30. A positioning method for judging a position of a light point on a projection screen in a detection period, which is suitable for a projection device, and the projection device includes a lens, a light guide module, a light detector, and a A processing circuit and a light source module, the light source module includes at least one light emitting diode and a control unit, the at least one light emitting diode is used to generate a projection light source, and the control unit is used to control a switch of the at least one light emitting diode to generate a a turn-on period and a detection period, the light guide module is used to transfer the light spot and includes a digital micromirror element, the digital micromirror element has a plurality of mirrors, and the mirrors form an array, the positioning method includes Follow these steps:

turn on these mirrors;

turning on the reflector of the at least one first region;

turning off the mirrors of the at least one second region;

turning on the reflector of the at least one third area;

turning off the reflector of the at least one fourth region;

31. The positioning method according to claim 30, wherein the position of the light spot on the projected image is substantially the at least one first area or the at least one second area and the at least one third area or the at least one third area.
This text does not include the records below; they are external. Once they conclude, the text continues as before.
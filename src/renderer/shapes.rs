//! Pixel-art primitives built from rectangle blits

use glam::Vec2;

use super::command::{Color, DrawCmd, DrawList};
use crate::palette;
use crate::sim::{Facing, Player};

/// 7x6 heart mask, row-major
const HEART_PATTERN: [[u8; 7]; 6] = [
    [0, 1, 1, 0, 1, 1, 0],
    [1, 1, 1, 1, 1, 1, 1],
    [1, 1, 1, 1, 1, 1, 1],
    [0, 1, 1, 1, 1, 1, 0],
    [0, 0, 1, 1, 1, 0, 0],
    [0, 0, 0, 1, 0, 0, 0],
];

/// Highlight cells (column, row) drawn over the upper-left lobe
const HEART_HIGHLIGHT: [(u8, u8); 3] = [(1, 1), (2, 1), (1, 2)];

/// Player sprite scale relative to the source image
pub const PLAYER_SPRITE_SCALE: f32 = 0.09;

/// Block size for a heart of nominal `size`
pub fn heart_block(size: f32) -> f32 {
    (size / 4.0).round().max(2.0)
}

/// Chunky pixel heart centred on `center`
pub fn heart(list: &mut DrawList, center: Vec2, size: f32) {
    let s = heart_block(size);
    let w = HEART_PATTERN[0].len() as f32 * s;
    let h = HEART_PATTERN.len() as f32 * s;
    let x0 = (center.x - w / 2.0).round();
    let y0 = (center.y - h / 2.0).round();

    let fill = Color::Css(palette::HEART);
    for (ry, row) in HEART_PATTERN.iter().enumerate() {
        for (rx, &cell) in row.iter().enumerate() {
            if cell != 0 {
                list.fill_rect(x0 + rx as f32 * s, y0 + ry as f32 * s, s, s, fill);
            }
        }
    }

    let light = Color::Css(palette::HEART_LIGHT);
    for &(hx, hy) in &HEART_HIGHLIGHT {
        list.fill_rect(x0 + hx as f32 * s, y0 + hy as f32 * s, s, s, light);
    }
}

/// Drop shadow under the player's feet
pub fn player_shadow(list: &mut DrawList, player: &Player) {
    let p = player.pos;
    list.fill_rect(p.x - 12.0, p.y + 18.0, 24.0, 6.0, Color::Css(palette::SHADOW));
}

/// Player drawn from the sprite image (`sprite` = loaded pixel size)
pub fn player_sprite(list: &mut DrawList, player: &Player, sprite: (u32, u32)) {
    let (bob, sway) = player.bob_and_sway();
    let w = sprite.0 as f32 * PLAYER_SPRITE_SCALE;
    let h = sprite.1 as f32 * PLAYER_SPRITE_SCALE;
    let p = player.pos;
    list.push(DrawCmd::Sprite {
        x: p.x - w / 2.0 + sway,
        y: p.y - h + 28.0 + bob,
        w,
        h,
        flip_x: player.facing == Facing::Left,
    });

    // Back-of-head shading when walking away from the camera
    if player.facing == Facing::Up {
        list.fill_rect(
            p.x - 10.0,
            p.y + 8.0 + bob,
            20.0,
            3.0,
            Color::Rgba(90, 60, 70, 0.35),
        );
    }
}

/// Rectangle figure used until (or instead of) the sprite
pub fn player_fallback(list: &mut DrawList, player: &Player) {
    let (bob, _) = player.bob_and_sway();
    let p = player.pos;
    // head
    list.fill_rect(p.x - 6.0, p.y - 14.0 + bob, 12.0, 12.0, Color::Css(palette::PLAYER));
    // body
    list.fill_rect(p.x - 7.0, p.y - 2.0 + bob, 14.0, 14.0, Color::Css(palette::SHIRT));
    // eyes
    let face = Color::Css(palette::FACE);
    list.fill_rect(p.x - 3.0, p.y - 10.0 + bob, 2.0, 2.0, face);
    list.fill_rect(p.x + 1.0, p.y - 10.0 + bob, 2.0, 2.0, face);
}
A location where at least one fourth area overlaps.

32. A positioning method for judging a position of a light spot on a projection screen in a detection period, which is suitable for a projection device, and the projection device includes a lens, a light guide module, a light source module, and a processing A circuit and a light detector, the light source module includes at least one light emitting diode and a control unit, the at least one light emitting diode is used to generate a projection light source, and the control unit is used to control a switch of the at least one light emitting diode to generate a an on period and a detection period, the light guiding module is used to transfer the light spot and includes a digital micromirror device with a plurality of mirrors formed with 2 ⁿ × 2 ^m An array of pixels, the projection frame is corresponding to the array, the positioning method includes the following steps:

During the detection period, a plurality of switching signals are transmitted;

33. The positioning method according to claim 32, wherein these pulse signals form a detection signal, the detection signal is composed of n+m+1 bits, and corresponds to these 2 ⁿ × 2 ^m pixels among which one.

34. The positioning method according to claim 32, wherein the detection signal is one of a plurality of binary values corresponding to the 2 ⁿ ×2 ^m pixels respectively.